Scientists say eating ALMONDS could be as good as chemotherapy for colon cancer

COLON cancer – also known as bowel cancer – survival has doubled in the last 40 years but there are still thousands of deaths from the condition each year.

Currently the main treatments for colon or bowel cancer include surgery, chemotherapy, radiotherapy and biological treatments. Their effectiveness depends on how far the cancer has spread by the time it is diagnosed, according to the NHS.

However, research may have uncovered another – as effective – option.

The study by the Dana-Farber Cancer Institute in Boston, United States, found tree nuts might be as effective as current treatments in keeping patients from dying.

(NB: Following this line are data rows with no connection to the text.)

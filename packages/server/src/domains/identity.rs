//! Roles and the authenticated identity.
//!
//! An `Identity` is the read-only, role-bearing snapshot of a profile that
//! the session resolver hands to the rest of the system. It lives exactly as
//! long as the session it was resolved for.

use serde::{Deserialize, Serialize};
use std::fmt;
use std::str::FromStr;
use uuid::Uuid;

/// Every role a profile can hold.
#[derive(Debug, Clone, Copy, PartialEq, Eq, Serialize, Deserialize)]
#[serde(rename_all = "lowercase")]
pub enum Role {
    Admin,
    Staff,
    Reception,
    Assistant,
    Employee,
    User,
}

impl Role {
    pub fn as_str(&self) -> &'static str {
        match self {
            Role::Admin => "admin",
            Role::Staff => "staff",
            Role::Reception => "reception",
            Role::Assistant => "assistant",
            Role::Employee => "employee",
            Role::User => "user",
        }
    }
}

impl fmt::Display for Role {
    fn fmt(&self, f: &mut fmt::Formatter<'_>) -> fmt::Result {
        f.write_str(self.as_str())
    }
}

impl FromStr for Role {
    type Err = String;

    fn from_str(s: &str) -> Result<Self, Self::Err> {
        match s {
            "admin" => Ok(Role::Admin),
            "staff" => Ok(Role::Staff),
            "reception" => Ok(Role::Reception),
            "assistant" => Ok(Role::Assistant),
            "employee" => Ok(Role::Employee),
            "user" => Ok(Role::User),
            other => Err(format!("unknown role: {}", other)),
        }
    }
}

/// The authenticated user's role-bearing profile snapshot.
#[derive(Debug, Clone, PartialEq, Serialize, Deserialize)]
pub struct Identity {
    pub id: Uuid,
    pub email: String,
    pub display_name: Option<String>,
    pub role: Role,
    pub is_active: bool,
}

#[cfg(test)]
mod tests {
    use super::*;

    #[test]
    fn role_round_trips_through_str() {
        for role in [
            Role::Admin,
            Role::Staff,
            Role::Reception,
            Role::Assistant,
            Role::Employee,
            Role::User,
        ] {
            assert_eq!(role.as_str().parse::<Role>().unwrap(), role);
        }
    }

    #[test]
    fn unknown_role_is_rejected() {
        assert!("superuser".parse::<Role>().is_err());
    }

    #[test]
    fn role_serde_uses_lowercase() {
        assert_eq!(serde_json::to_string(&Role::Reception).unwrap(), "\"reception\"");
        let parsed: Role = serde_json::from_str("\"assistant\"").unwrap();
        assert_eq!(parsed, Role::Assistant);
    }
}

Tree nuts include cashews, almonds, walnuts, pecans, pistachios and macadamias and brazil nuts. It’s thought a minimum of a couple of handfuls per day, or more specifically 57g a week did the trick. They found patients were much less likely to experience their cancer returning, or to die from the cancer, than those who didn’t eat nuts. The 826 patients whose diet was analysed by the researchers all had stage III colon cancer – current five-year survival rates for this stage are 53 to 89 per cent, according to the American Cancer Society – and none of them had received surgery or chemotherapy to treat it.

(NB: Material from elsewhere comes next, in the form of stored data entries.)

//! Reception desk: today's visits, check-in, and issued passes.

use dioxus::prelude::*;
use uuid::Uuid;

use crate::components::{AppNav, LoadingSpinner};
use crate::routes::Route;
use crate::session::RequireRole;
use crate::types::{Booking, BookingStatus, CheckedIn, Pass, Role};

/// Reception desk, for reception (and admins covering the desk).
#[component]
pub fn ReceptionDesk() -> Element {
    rsx! {
        RequireRole {
            allow: vec![Role::Reception, Role::Admin],
            fallback: Route::Home {},
            AppNav {}
            main {
                class: "p-6",
                DeskBoard {}
            }
        }
    }
}

#[component]
fn DeskBoard() -> Element {
    let mut today = use_resource(fetch_today);
    let mut passes = use_resource(fetch_passes);
    let mut notice = use_signal(|| None::<String>);

    rsx! {
        div {
            h1 { class: "text-2xl font-bold text-gray-900 mb-6", "Reception desk" }

            if let Some(message) = notice() {
                div {
                    class: "mb-4 p-3 bg-sky-50 border border-sky-200 text-sky-800 rounded text-sm",
                    "{message}"
                }
            }

            div {
                class: "grid grid-cols-1 lg:grid-cols-2 gap-6",

                // Today's visits
                div {
                    class: "bg-white rounded-lg shadow-sm border border-gray-200 p-6",
                    h2 { class: "text-lg font-semibold text-gray-900 mb-4", "Today's visits" }
                    match &*today.read_unchecked() {
                        Some(Ok(rows)) if !rows.is_empty() => rsx! {
                            div {
                                class: "space-y-3",
                                for booking in rows.iter().cloned() {
                                    VisitRow {
                                        booking,
                                        on_checked_in: move |checked_in: CheckedIn| {
                                            notice.set(Some(format!(
                                                "Checked in - pass {}",
                                                checked_in.pass.code
                                            )));
                                            today.restart();
                                            passes.restart();
                                        }
                                    }
                                }
                            }
                        },
                        Some(Ok(_)) => rsx! {
                            p { class: "text-gray-500", "No visits scheduled today." }
                        },
                        Some(Err(e)) => rsx! {
                            div {
                                class: "bg-red-50 border border-red-200 text-red-700 p-4 rounded-lg",
                                "Error: {e}"
                            }
                        },
                        None => rsx! {
                            div { class: "py-8", LoadingSpinner {} }
                        },
                    }
                }

                // Issued passes
                div {
                    class: "bg-white rounded-lg shadow-sm border border-gray-200 p-6",
                    h2 { class: "text-lg font-semibold text-gray-900 mb-4", "Issued passes" }
                    match &*passes.read_unchecked() {
                        Some(Ok(rows)) if !rows.is_empty() => rsx! {
                            div {
                                class: "space-y-2",
                                for pass in rows.iter() {
                                    div {
                                        class: "flex items-center justify-between text-sm border-b border-gray-100 pb-2",
                                        span { class: "font-mono font-medium text-gray-900", "{pass.code}" }
                                        span { class: "text-gray-500", "{pass.issued_at}" }
                                    }
                                }
                            }
                        },
                        Some(Ok(_)) => rsx! {
                            p { class: "text-gray-500", "No passes issued yet." }
                        },
                        Some(Err(e)) => rsx! {
                            div {
                                class: "bg-red-50 border border-red-200 text-red-700 p-4 rounded-lg",
                                "Error: {e}"
                            }
                        },
                        None => rsx! {
                            div { class: "py-8", LoadingSpinner {} }
                        },
                    }
                }
            }
        }
    }
}

#[derive(Props, Clone, PartialEq)]
struct VisitRowProps {
    booking: Booking,
    on_checked_in: EventHandler<CheckedIn>,
}

#[component]
fn VisitRow(props: VisitRowProps) -> Element {
    let booking = props.booking.clone();
    let on_checked_in = props.on_checked_in;
    let id = booking.id;
    let mut error = use_signal(|| None::<String>);

    let handle_check_in = move |_| {
        spawn(async move {
            match check_in(id).await {
                Ok(checked_in) => on_checked_in.call(checked_in),
                Err(e) => error.set(Some(e.to_string())),
            }
        });
    };

    rsx! {
        div {
            class: "flex items-center justify-between",
            div {
                p { class: "font-medium text-gray-900", "{booking.visitor_name}" }
                p { class: "text-xs text-gray-500", "{booking.scheduled_for}" }
                if let Some(err) = error() {
                    p { class: "text-xs text-red-600 mt-1", "{err}" }
                }
            }
            match booking.status {
                BookingStatus::Scheduled => rsx! {
                    button {
                        class: "bg-sky-700 text-white text-sm py-1.5 px-3 rounded-md hover:bg-sky-800",
                        onclick: handle_check_in,
                        "Check in"
                    }
                },
                BookingStatus::CheckedIn => rsx! {
                    span {
                        class: "inline-flex px-2 py-0.5 rounded-full text-xs font-medium bg-green-100 text-green-800",
                        "Checked in"
                    }
                },
                BookingStatus::Cancelled => rsx! {
                    span {
                        class: "inline-flex px-2 py-0.5 rounded-full text-xs font-medium bg-gray-200 text-gray-600",
                        "Cancelled"
                    }
                },
            }
        }
    }
}

#[server]
async fn fetch_today() -> Result<Vec<Booking>, ServerFnError> {
    let Some(client) = crate::session::session_client().await? else {
        return Err(ServerFnError::new("Not signed in"));
    };

    let today = chrono::Utc::now().date_naive();
    client
        .get(&format!("/api/bookings?on={}", today))
        .await
        .map_err(|e| ServerFnError::new(e.to_string()))
}

#[server]
async fn fetch_passes() -> Result<Vec<Pass>, ServerFnError> {
    let Some(client) = crate::session::session_client().await? else {
        return Err(ServerFnError::new("Not signed in"));
    };

    client
        .get("/api/passes")
        .await
        .map_err(|e| ServerFnError::new(e.to_string()))
}

#[server]
async fn check_in(id: Uuid) -> Result<CheckedIn, ServerFnError> {
    let Some(client) = crate::session::session_client().await? else {
        return Err(ServerFnError::new("Not signed in"));
    };

    client
        .post::<(), CheckedIn>(&format!("/api/bookings/{}/check-in", id), None)
        .await
        .map_err(|e| ServerFnError::new(e.to_string()))
}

Participants who ate more than 57g of tree nuts per week – 19 per cent of them – had a 42 per cent lower chance of the cancer recurring, and a 57 per cent lower chance of death than those who did not eat nuts.

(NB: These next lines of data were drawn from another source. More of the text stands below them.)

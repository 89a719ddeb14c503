//! HTTP client for the Frontdesk API server.
//!
//! Every route answers with the `{success, message, data?, error?}` envelope;
//! this client unwraps it once so callers only see typed payloads.

use serde::{de::DeserializeOwned, Deserialize, Serialize};

/// The normalized response envelope the API wraps everything in.
#[derive(Debug, Deserialize)]
pub struct Envelope<T> {
    pub success: bool,
    pub message: String,
    pub data: Option<T>,
    pub error: Option<String>,
}

/// Error type for API operations
#[derive(Debug, thiserror::Error)]
pub enum ClientError {
    #[error("Network error: {0}")]
    Network(#[from] reqwest::Error),

    #[error("API error ({status}): {message}")]
    Api { status: u16, message: String },

    #[error("No data returned")]
    NoData,

    #[error("Serialization error: {0}")]
    Serialization(#[from] serde_json::Error),
}

/// Client for making envelope requests
#[derive(Clone)]
pub struct ApiClient {
    client: reqwest::Client,
    base_url: String,
    auth_token: Option<String>,
}

impl ApiClient {
    /// Create a new API client
    pub fn new(base_url: impl Into<String>) -> Self {
        Self {
            client: reqwest::Client::new(),
            base_url: base_url.into(),
            auth_token: None,
        }
    }

    /// Create a client with a forwarded bearer token
    pub fn with_token(mut self, token: impl Into<String>) -> Self {
        self.auth_token = Some(token.into());
        self
    }

    pub async fn get<R: DeserializeOwned>(&self, path: &str) -> Result<R, ClientError> {
        let envelope = self.perform::<()>(reqwest::Method::GET, path, None).await?;
        decode_data(envelope)
    }

    pub async fn post<B: Serialize, R: DeserializeOwned>(
        &self,
        path: &str,
        body: Option<&B>,
    ) -> Result<R, ClientError> {
        let envelope = self.perform(reqwest::Method::POST, path, body).await?;
        decode_data(envelope)
    }

    pub async fn patch<B: Serialize, R: DeserializeOwned>(
        &self,
        path: &str,
        body: Option<&B>,
    ) -> Result<R, ClientError> {
        let envelope = self.perform(reqwest::Method::PATCH, path, body).await?;
        decode_data(envelope)
    }

    /// POST to a route that answers with a bare success message (no data).
    pub async fn post_message<B: Serialize>(
        &self,
        path: &str,
        body: Option<&B>,
    ) -> Result<String, ClientError> {
        let envelope = self.perform(reqwest::Method::POST, path, body).await?;
        Ok(envelope.message)
    }

    async fn perform<B: Serialize>(
        &self,
        method: reqwest::Method,
        path: &str,
        body: Option<&B>,
    ) -> Result<Envelope<serde_json::Value>, ClientError> {
        let url = format!("{}{}", self.base_url, path);
        let mut req = self.client.request(method, &url);

        if let Some(token) = &self.auth_token {
            req = req.header("Authorization", format!("Bearer {}", token));
        }
        if let Some(body) = body {
            req = req.json(body);
        }

        let response = req.send().await?;
        let status = response.status().as_u16();

        let envelope: Envelope<serde_json::Value> = match response.json().await {
            Ok(envelope) => envelope,
            Err(_) => {
                return Err(ClientError::Api {
                    status,
                    message: "Malformed response".to_string(),
                })
            }
        };

        if !envelope.success {
            return Err(ClientError::Api {
                status,
                message: envelope.error.unwrap_or(envelope.message),
            });
        }

        Ok(envelope)
    }
}

fn decode_data<R: DeserializeOwned>(
    envelope: Envelope<serde_json::Value>,
) -> Result<R, ClientError> {
    let data = envelope.data.ok_or(ClientError::NoData)?;
    Ok(serde_json::from_value(data)?)
}

/// Create a client for server-side requests (direct to the API)
#[cfg(feature = "server")]
pub fn server_client() -> ApiClient {
    let url = std::env::var("API_URL").unwrap_or_else(|_| "http://localhost:8080".to_string());
    ApiClient::new(url)
}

Importantly, the study authors point out the benefit doesn’t apply to peanuts or peanut butter.

This is because peanuts are legumes, meaning they may have a different metabolic composition.

President Daniel Hayes, of the American Society of Clinical Oncology, said: “This study shows that something as simple as eating tree nuts may make a difference in a patient’s long-term survival.”

However, experts warn against viewing tree nuts as a direct alternative to proven treatments like chemotherapy, because many other factors could be involved.

The researchers chose to look at nut intake because previous studies have found a link between eating them and reduced risk of obesity and diabetes, factors which are known to influence recurrence and death from colon cancer.

But the findings do correlate with another study to be presented along with the full results of this one at a major cancer meeting next month.

It also looked at colon cancer, and discovered that patients who followed current American Cancer Society guidelines for survivors had a 42 per cent lower risk of dying over seven years, and a 31 per cent lower risk of it recurring.

These include maintaining a healthy weight, being physically active, and eating a diet high in vegetables, fruits, and whole grains, with minimal red or processed meat.